The 10th Public Affairs Detachment (Press Camp Headquarters) is a U.S. Army tactical, 31-person unit providing a battalion-level headquarters and is composed of public affairs and support professionals, commanded by a lieutenant colonel and command sergeant major.

The mission of the 10th PAD (PCH) is "on order, to deploy in support of Combatant Commander requirements across the spectrum of current and future operations to conduct Public Affairs operations and implement the information strategies of the supported commander in order to support civilian news media and facilitate news gathering efforts in the theater."

The 10th PAD (PCH) was originally activated in 1966 during the Vietnam War as the 10th Public Information Detachment.

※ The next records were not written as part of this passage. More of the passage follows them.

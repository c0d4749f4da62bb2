//! Puzzle solving command
//!
//! Validates the raw input, loads the word list, and returns ranked answers.

use crate::core::PuzzleSpec;
use crate::error::HoneycombError;
use crate::solver::Solver;
use crate::wordlists::WordListCache;

/// Raw puzzle input as typed by the user
#[derive(Debug, Clone)]
pub struct SolveConfig {
    pub outer: String,
    pub center: String,
}

impl SolveConfig {
    pub fn new(outer: impl Into<String>, center: impl Into<String>) -> Self {
        Self {
            outer: outer.into(),
            center: center.into(),
        }
    }
}

/// Result of solving a puzzle
#[derive(Debug, Clone)]
pub struct SolveResult {
    pub spec: PuzzleSpec,
    /// Ranked answers: longest first, alphabetical among ties
    pub words: Vec<String>,
    /// Size of the word list that was searched
    pub scanned: usize,
}

impl SolveResult {
    #[must_use]
    pub fn summary(&self) -> String {
        format!("{} word(s) found", self.words.len())
    }

    /// Answers grouped by length, longest group first
    #[must_use]
    pub fn by_length(&self) -> Vec<(usize, Vec<&str>)> {
        let mut groups: Vec<(usize, Vec<&str>)> = Vec::new();
        for word in &self.words {
            let len = word.chars().count();
            match groups.last_mut() {
                Some((group_len, members)) if *group_len == len => members.push(word.as_str()),
                _ => groups.push((len, vec![word.as_str()])),
            }
        }
        groups
    }
}

/// Solve a puzzle against the cached word list
///
/// Validation runs first, so bad input never triggers a word list load.
///
/// # Errors
///
/// Returns an error if:
/// - The input is not a valid puzzle (`HoneycombError::Validation`)
/// - The word list cannot be loaded (`HoneycombError::WordList`)
pub async fn solve_puzzle(
    config: &SolveConfig,
    words: &WordListCache,
) -> Result<SolveResult, HoneycombError> {
    let solver = Solver::from_input(&config.outer, &config.center)?;
    let list = words.load().await?;

    let ranked = solver.solve(list.words());
    tracing::debug!(puzzle = %solver.spec(), found = ranked.len(), "puzzle solved");

    Ok(SolveResult {
        spec: solver.spec().clone(),
        words: ranked,
        scanned: list.len(),
    })
}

The 10th PID served with distinction prior to being inactivated in 1972, earning the Republic of Vietnam's Cross of Gallantry with Palm three times and the U.S. Army's Valorous Unit Award. The 10th was redesignated a Public Affairs Detachment in March 2004 and reactivated in October 2005. The unit was later deployed in support of Operation Iraqi Freedom and assumed the role of the Multi-National Force Iraq's Coalition Press Information Center (CPIC).

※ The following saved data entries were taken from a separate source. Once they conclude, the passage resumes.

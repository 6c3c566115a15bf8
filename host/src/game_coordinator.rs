use crate::board_display::BoardDisplay;
use crate::network::Connection;
use crate::network_protocol::GameMessage;
use anyhow::{bail, Context, Result};
use battleship_zk_core::{fe_from_hex, prover, shoot, verify_with_root, Fr, Secret};
use rand::rngs::OsRng;
use std::fs;
use std::io::{self, Write};
use std::path::PathBuf;

/// Runs one match: exchanges commitments, then alternates turns, proving
/// every answer we give and verifying every answer we receive.
pub struct GameCoordinator {
    secret: Secret,
    root_hex: String,
    keys_dir: PathBuf,

    peer_root: Option<Fr>,
    peer_vk_path: PathBuf,
    peer_name: String,

    own_view: BoardDisplay,
    tracking: BoardDisplay,

    network: Connection,
    player_name: String,
    my_turn: bool,
}

impl GameCoordinator {
    pub fn new(
        secret: Secret,
        root_hex: String,
        keys_dir: PathBuf,
        network: Connection,
        player_name: String,
        starts_first: bool,
    ) -> Self {
        let peer_vk_path = keys_dir.join("opponent.vk");
        Self {
            secret,
            root_hex,
            keys_dir,
            peer_root: None,
            peer_vk_path,
            peer_name: String::new(),
            own_view: BoardDisplay::new(),
            tracking: BoardDisplay::new(),
            network,
            player_name,
            my_turn: starts_first,
        }
    }

    /// Exchange salted roots and verifying keys. After this, every incoming
    /// answer is checked against exactly the root and key pinned here.
    pub fn handshake(&mut self) -> Result<()> {
        println!("\n🤝 Exchanging commitments and verifying keys...");

        let vk_bytes = fs::read(self.keys_dir.join(prover::VK_FILE))
            .context("reading own verifying key")?;
        self.network.send(&GameMessage::BoardReady {
            root_hex: self.root_hex.clone(),
            verifying_key: vk_bytes,
            player_name: self.player_name.clone(),
        })?;

        match self.network.recv()? {
            GameMessage::BoardReady {
                root_hex,
                verifying_key,
                player_name,
            } => {
                let root = fe_from_hex(&root_hex).context("peer sent an invalid salted root")?;
                fs::write(&self.peer_vk_path, verifying_key)
                    .context("storing peer verifying key")?;
                self.peer_root = Some(root);
                self.peer_name = player_name.clone();
                println!("✓ Received commitment from {player_name}");
                println!("   Opponent root: {root_hex}");
            }
            _ => bail!("expected BoardReady message"),
        }

        println!("\n✓ Handshake complete! Game starting...\n");
        Ok(())
    }

    /// Main game loop.
    pub fn play_game(&mut self) -> Result<()> {
        loop {
            self.display_boards();

            if self.my_turn {
                // My turn: keep shooting until I miss.
                loop {
                    let hit = self.take_turn()?;

                    if self.tracking.all_ships_down() {
                        println!("\n🎉 YOU WIN! All 17 opponent ship cells destroyed!");
                        self.network.send(&GameMessage::GameOver {
                            winner: self.player_name.clone(),
                        })?;
                        return Ok(());
                    }

                    if !hit {
                        println!("\n⚠️  You missed! Turn passes to opponent.\n");
                        break;
                    }
                    println!("\n🔥 HIT! You get another shot!\n");
                }
            } else {
                // Opponent's turn: they keep shooting until they miss.
                loop {
                    let hit = self.respond_to_shot()?;

                    if self.own_view.all_ships_down() {
                        println!("\n💔 YOU LOSE! All your ships are destroyed!");
                        return Ok(());
                    }

                    if !hit {
                        println!("\n✅ Opponent missed! Your turn!\n");
                        break;
                    }
                    println!("\n⚠️  Opponent hit! They shoot again...\n");
                }
            }

            self.my_turn = !self.my_turn;
        }
    }

    fn take_turn(&mut self) -> Result<bool> {
        println!("\n╔═══════════════════════════════════════╗");
        println!("║           YOUR TURN                   ║");
        println!("╚═══════════════════════════════════════╝");

        let (row, col) = self.prompt_shot()?;

        println!("\n🎯 Firing at ({row}, {col})...");
        self.network.send(&GameMessage::TakeShot { row, col })?;

        println!("⏳ Waiting for proof from opponent...");
        match self.network.recv()? {
            GameMessage::ShotResult {
                row: r,
                col: c,
                payload,
            } => {
                if (r, c) != (row, col) {
                    bail!("opponent answered ({r}, {c}) instead of ({row}, {col})");
                }

                let trusted_root = self.peer_root.context("handshake not completed")?;
                let outcome = verify_with_root(&self.peer_vk_path, trusted_root, payload)
                    .context("invalid proof from opponent")?;
                if !outcome.valid {
                    bail!("invalid proof from opponent");
                }

                let hit = outcome.hit == 1;
                self.tracking.record_shot(row, col, hit);
                println!(
                    "✅ Proof verified: {}",
                    if hit { "💥 HIT!" } else { "💨 MISS" }
                );
                Ok(hit)
            }
            GameMessage::GameOver { winner } => {
                println!("\n💔 {winner} wins!");
                std::process::exit(0);
            }
            _ => bail!("unexpected message"),
        }
    }

    fn respond_to_shot(&mut self) -> Result<bool> {
        println!("\n╔═══════════════════════════════════════╗");
        println!("║        OPPONENT'S TURN                ║");
        println!("╚═══════════════════════════════════════╝");

        println!("⏳ Waiting for opponent's shot...");
        match self.network.recv()? {
            GameMessage::TakeShot { row, col } => {
                println!("🎯 Opponent shot at ({row}, {col})");
                println!("🔐 Proving the outcome...");

                let answer = shoot(&self.secret, &self.keys_dir, row, col, &mut OsRng)?;
                let hit = answer.bit == 1;

                self.network.send(&GameMessage::ShotResult {
                    row,
                    col,
                    payload: answer.payload,
                })?;

                self.own_view.record_shot(row, col, hit);
                println!(
                    "{}",
                    if hit {
                        "💥 They HIT your ship!"
                    } else {
                        "💨 They missed!"
                    }
                );
                Ok(hit)
            }
            GameMessage::GameOver { winner } => {
                println!("\n🎉 {winner} wins!");
                std::process::exit(0);
            }
            _ => bail!("unexpected message"),
        }
    }

    fn prompt_shot(&self) -> Result<(u8, u8)> {
        loop {
            print!("Enter coordinates to fire (row,col): ");
            io::stdout().flush()?;

            let mut input = String::new();
            io::stdin().read_line(&mut input)?;

            let parts: Vec<&str> = input.trim().split(',').collect();
            if parts.len() != 2 {
                println!("Invalid format. Use: row,col");
                continue;
            }

            let row: u8 = match parts[0].trim().parse() {
                Ok(v) if v < 10 => v,
                _ => {
                    println!("Row must be 0-9");
                    continue;
                }
            };

            let col: u8 = match parts[1].trim().parse() {
                Ok(v) if v < 10 => v,
                _ => {
                    println!("Column must be 0-9");
                    continue;
                }
            };

            return Ok((row, col));
        }
    }

    fn display_boards(&self) {
        println!("\n");
        println!("╔═══════════════════════════════════════════════╗");
        println!("║  {} vs {}                    ", self.player_name, self.peer_name);
        println!(
            "║  Hits taken: {}/17 | Hits scored: {}/17       ",
            self.own_view.hits(),
            self.tracking.hits()
        );
        println!("╚═══════════════════════════════════════════════╝");

        self.tracking.display_opponent_board();
        self.own_view.display_own_board(&self.secret.board);
    }
}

The 10th PAD(PCH)'s home station is Fort Bragg. The 10th is an element of the U.S. Army Forces Command (FORSCOM) and is not a permanent element of any division or corps.. The unit has a command cell, a headquarters section and an expeditionary section. Within the expeditionary section are four, five member teams each with an officer, two print journalists and two broadcasters. The 10th may also serve as headquarters for other public affairs units, such as Public Affairs Detachments (PADs) and Broadcast Operations Detachments (BODs). Although subordinate FORSCOM PA units (27th PAD, 49th PAD, 50th PAD and 22d MPAD) are technically attached, all work and deploy autonomously, meeting the demands of today's modular Army.

In 2009, elements of the 10th PAD (PCH) deployed forward in support of Joint Task Force Guantanamo Bay. Team GTMO was composed of Soldiers from the 10th Public Affairs Detachment (Press Camp Headquarters) from Fort Bragg; the 22d Mobile Public Affairs Detachment (MPAD) from Fort Bragg; and the 7th MPAD from Fort Hood. They provided Public Affairs Media relations support to Joint Task Force Guantanamo. They returned from the mission in January 2010.

The 10th PAD (PCH) deployed to Iraq again in August 2010, at the end of Operation Iraqi Freedom, and ushered in Operation New Dawn. They task organized under United States Forces-Iraq (USF-I), Strategic Communications directorate, where they relieved the 318th Public Affairs Operations Center in maintaining a CPIC.

The CPIC has four main functions: 1) credentialing and badging media covering troops and operations; 2) embedding media with units; 3) escorting media interacting with troops; 4) acquiring video and print/photo stories for dissemination to internal audiences (such as troops, DoD civilians and family members) and external audiences (such as the American public through social media and traditional media).

In October 2012, Soldiers of the 10th Press Camp Headquarters deployed to Joint Base McGuire-Dix-Lakehurst, N.J. and Fort Hamilton, N.Y., to support local, state and federal authorities responding to relief efforts after Hurricane Sandy swept the East Coast. The 10th PCH, on order, deploys anywhere in the United States to support federal, state and local agencies across the full spectrum of media operations, and during Hurricane Sandy Relief efforts they provided public affairs support, media facilitation and news coverage as part of Hurricane Sandy's severe weather response force. During the two-week Hurricane Sandy mission, more than thirty-five print, photo and video products were produced by the acquisition teams of the 10th PCH at Joint Base McGuire-Dix-Lakehurst, Fort Hamilton and the surrounding local areas.